Black Sheep Foods, a plant-based food tech company focused on heritage breed meats and wild game, recently raised $5.25 million in seed funding led by Bessemer Venture Partners. This investment brings the company’s total seed funding to $5.5 million since its launch in 2019. So, how does Black Sheep Foods make its uncommon meat analogues and will it face competition in a heavily saturated market?
Unlike many players in the plant-based meat space, Black Sheep Foods focuses on lesser-known plant-based game meats, namely lamb. By using analytical chemistry to identify key flavor compounds found in animal-based meat, the San-Francisco-based startup structured the compounds around plant-based proteins composed mainly of pea protein. It also contains sunflower oil, refined coconut oil and cocoa butter.
After two years of refining the product, the resulting meat-free lamb analogue contains 18 grams of protein per serving and is free of antibiotics, hormones, cholesterol, gluten, dairy and soy. It also uses 95 percent less land, 95 percent fewer greenhouse gas emissions and half as much water as commercially raised lamb, according to the company’s website.
Last fall, the innovative product launched exclusively at Souvla, a popular Bay Area chain of Greek restaurants, which served the item as Tunis-inspired heritage breed plant-based lamb. The successful Souvla debut led to additional expansions at acclaimed California restaurants such as Beit Rima, Chezchez, Mazra, Monica’s and Rooh. Black Sheep Foods’ lamb meatballs will also be hitting the skies as Delta Airlines plans to carry them for business and first-class travelers.
One hurdle for expansion, however, is that lamb isn’t among the most popular meats in the US. Beef appeared on 91 percent of American restaurant menus in 2021, according to Datassential, while lamb showed up on only 17 percent. But since the production of lamb on a per pound basis emits more greenhouse gasses than beef, it’s an obvious target to be replaced by consumers whose purchases are driven by environmental concerns.

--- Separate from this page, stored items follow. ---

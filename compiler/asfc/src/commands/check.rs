//! The `check` command: report every diagnostic of a formula.

use std::io::{self, IsTerminal, Write};

use asf_diagnostic::emitter::{DiagnosticEmitter, JsonEmitter, TerminalEmitter};

use super::{display_name, read_input};
use crate::{check_source, CliError, Options, Outcome, OutputFormat};

/// Check the file at `path` (or stdin). Text goes to stderr, JSON to stdout.
pub fn check_file(path: &str, options: &Options) -> Result<Outcome, CliError> {
    let source = read_input(path)?;
    let name = display_name(path);
    match options.format {
        OutputFormat::Text => {
            let is_tty = io::stderr().is_terminal();
            check_to(name, &source, options, io::stderr(), is_tty)
        }
        OutputFormat::Json => check_to(name, &source, options, io::stdout(), false),
    }
}

/// Analyze `source` and render its diagnostics and a summary to `writer`.
pub fn check_to<W: Write>(
    name: &str,
    source: &str,
    options: &Options,
    writer: W,
    is_tty: bool,
) -> Result<Outcome, CliError> {
    let analysis = check_source(source, &options.analysis());
    let errors = analysis.error_count();
    let warnings = analysis.diagnostics.len() - errors;
    tracing::debug!(name, errors, warnings, suppressed = analysis.suppressed, "checked");

    let mut emitter: Box<dyn DiagnosticEmitter + '_> = match options.format {
        OutputFormat::Text => Box::new(
            TerminalEmitter::with_color_mode(writer, options.color, is_tty).with_source(name, source),
        ),
        OutputFormat::Json => Box::new(JsonEmitter::new(writer).with_source(source)),
    };
    emitter.emit_all(&analysis.diagnostics);
    emitter.emit_summary(errors + analysis.suppressed, warnings);
    emitter.flush();

    Ok(if analysis.has_errors() {
        Outcome::Errors
    } else {
        Outcome::Clean
    })
}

Not to mention, Black Sheep Foods also offers some much-needed variety in a category dominated largely by beef, pork and chicken. However, it isn’t the first startup to offer a vegan version of the beloved meat. Israeli food tech company Redefine Foods began offering a range of “New-Meat” products that included plant-based lamb cuts and kebabs in November 2021.
Although Black Sheep Foods appears to be the first commercially available plant-based lamb in the US, other startups and well-known brands are beginning to offer lesser-known meat analogues. The Very Good Butchers, for example, offers a slew of handcrafted items including vegan bratwursts, bacon and charcuterie meats.

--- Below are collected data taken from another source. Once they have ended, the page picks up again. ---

//! End-to-end checks through the driver library.

use pretty_assertions::assert_eq;

use asfc::commands::{braces_to, check_to, explain_to, lex_to, parse_to};
use asfc::{check_source, AnalysisOptions, CliError, Options, Outcome, OutputFormat};

const SAMPLE: &str = "a = $CPUPercent.GetStuff() + $CPUPercent.Other()^+ $CPUPercent.NotReported();\nb = $CPUPercent.Another()^";

fn codes(source: &str) -> Vec<(String, usize, usize)> {
    check_source(source, &AnalysisOptions::default())
        .diagnostics
        .iter()
        .map(|d| (d.code.to_string(), d.start_index(), d.end_index()))
        .collect()
}

fn text_options() -> Options {
    Options {
        color: asf_diagnostic::emitter::ColorMode::Never,
        ..Options::default()
    }
}

fn json_options() -> Options {
    Options {
        format: OutputFormat::Json,
        ..Options::default()
    }
}

fn run_check(source: &str, options: &Options) -> (Outcome, String) {
    let mut out = Vec::new();
    let outcome = match check_to("formula.asf", source, options, &mut out, false) {
        Ok(outcome) => outcome,
        Err(error) => panic!("check failed: {error}"),
    };
    (outcome, String::from_utf8_lossy(&out).into_owned())
}

#[test]
fn test_diagnostic_ordering_sample() {
    assert_eq!(
        codes(SAMPLE),
        vec![
            ("parse-error".to_string(), 48, 48),
            ("parse-error".to_string(), 103, 103),
            ("unknown-method-name".to_string(), 16, 23),
            ("unknown-method-name".to_string(), 41, 45),
            ("unknown-method-name".to_string(), 94, 100),
        ]
    );
}

#[test]
fn test_arity_examples() {
    assert!(codes("a = rand()").is_empty());
    let analysis = check_source("a = rand(2, 3)", &AnalysisOptions::default());
    assert_eq!(analysis.diagnostics.len(), 1);
    let message = &analysis.diagnostics[0].message;
    assert!(message.contains("rand") && message.contains('2'), "{message}");
}

#[test]
fn test_keyword_examples() {
    assert!(codes("$NodeDeallocationOption = taskcompletion").is_empty());
    assert_eq!(
        codes("abc = taskcompletion"),
        vec![("invalid-assignment-from-keyword".to_string(), 6, 19)]
    );
}

#[test]
fn test_parse_example() {
    let analysis = check_source("a1=1.0", &AnalysisOptions::default());
    assert!(analysis.diagnostics.is_empty());
    assert_eq!(analysis.formula.to_string(), "a1 = 1;\n");
}

#[test]
fn test_check_text_output() {
    let (outcome, text) = run_check("a = rand(2, 3)", &text_options());
    assert_eq!(outcome, Outcome::Errors);
    assert!(text.starts_with("error[invalid-function-signature]: function `rand` does not take 2 arguments\n"));
    assert!(text.contains("  --> formula.asf:1:5\n"), "{text}");
    assert!(text.ends_with("error: 1 error found\n"), "{text}");
}

#[test]
fn test_check_clean_source_prints_nothing() {
    let (outcome, text) = run_check("a = 1;\nb = a * 2", &text_options());
    assert_eq!(outcome, Outcome::Clean);
    assert_eq!(text, "");
}

#[test]
fn test_check_json_output() {
    let (outcome, text) = run_check("abc = taskcompletion", &json_options());
    assert_eq!(outcome, Outcome::Errors);
    let value: serde_json::Value = serde_json::from_str(&text).unwrap_or_default();
    assert_eq!(value["diagnostics"][0]["code"], "invalid-assignment-from-keyword");
    assert_eq!(value["diagnostics"][0]["start_index"], 6);
    assert_eq!(value["diagnostics"][0]["end_index"], 19);
    assert_eq!(value["summary"]["errors"], 1);
}

#[test]
fn test_check_error_limit_counts_suppressed() {
    let options = Options {
        error_limit: 1,
        ..text_options()
    };
    let (_, text) = run_check(SAMPLE, &options);
    assert_eq!(text.matches("error[").count(), 1);
    assert!(text.ends_with("error: 5 errors found\n"), "{text}");
}

#[test]
fn test_lex_text() {
    let mut out = Vec::new();
    let result = lex_to("a=1", &Options::default(), &mut out);
    assert!(matches!(result, Ok(Outcome::Clean)));
    let text = String::from_utf8_lossy(&out);
    let lines: Vec<_> = text.lines().collect();
    assert_eq!(lines[0], "3 tokens");
    assert!(lines[1].contains("Identifier") && lines[1].ends_with("\"a\""));
}

#[test]
fn test_lex_json_has_coloring_fields() {
    let mut out = Vec::new();
    let result = lex_to("$CPUPercent.", &json_options(), &mut out);
    assert!(result.is_ok());
    let value: serde_json::Value = serde_json::from_slice(&out).unwrap_or_default();
    assert_eq!(value[1]["start_index"], 11);
    assert_eq!(value[1]["kind"], "Dot");
    assert_eq!(value[1]["text"], ".");
    assert!(value[1]["triggers"].as_u64().is_some_and(|bits| bits != 0));
}

#[test]
fn test_parse_reports_errors() {
    let mut out = Vec::new();
    let result = parse_to("a = 1 ^; b = max(1,2)", &Options::default(), &mut out);
    assert!(matches!(result, Ok(Outcome::Errors)));
    let text = String::from_utf8_lossy(&out);
    assert_eq!(
        text,
        "Assignments: 2\n  0..=4  a = 1\n  9..=20  b = max(1, 2)\nErrors: 1\n  6..=6  expected `;` or end of input, found `^`\n"
    );
}

#[test]
fn test_braces_both_strategies() {
    let mut out = Vec::new();
    let result = braces_to("a = (1 + (10 / 5) + 3)", &Options::default(), &mut out);
    assert!(result.is_ok());
    assert_eq!(String::from_utf8_lossy(&out), "9 16\n4 21\n");

    let mut out = Vec::new();
    let result = braces_to("a = 1 + (10 / 5) + 3)", &json_options(), &mut out);
    assert!(result.is_ok());
    let value: serde_json::Value = serde_json::from_slice(&out).unwrap_or_default();
    assert_eq!(value, serde_json::json!([{ "left": 8, "right": 15 }]));
}

#[test]
fn test_explain() {
    let mut out = Vec::new();
    let result = explain_to("Unknown-Method-Name", &mut out);
    assert!(matches!(result, Ok(Outcome::Clean)));
    assert!(String::from_utf8_lossy(&out).starts_with("unknown-method-name (error)\n\n"));

    let result = explain_to("E0001", Vec::new());
    assert!(matches!(result, Err(CliError::UnknownCode(_))));
}

#[test]
fn test_missing_file() {
    let result = asfc::commands::read_input("/definitely/not/here.asf");
    assert!(matches!(result, Err(CliError::NotFound { .. })));
}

For now, the new funding received gives Black Sheep Foods an opportunity to propel its plant-based meats to a more mainstream audience. Black Sheep Foods will also use the funds to answer the common question the brand gets about how big the market is for lamb. The funding will also be allocated for R&D to continue to push into the synthetic biology space with other meat alternatives, like wild boar.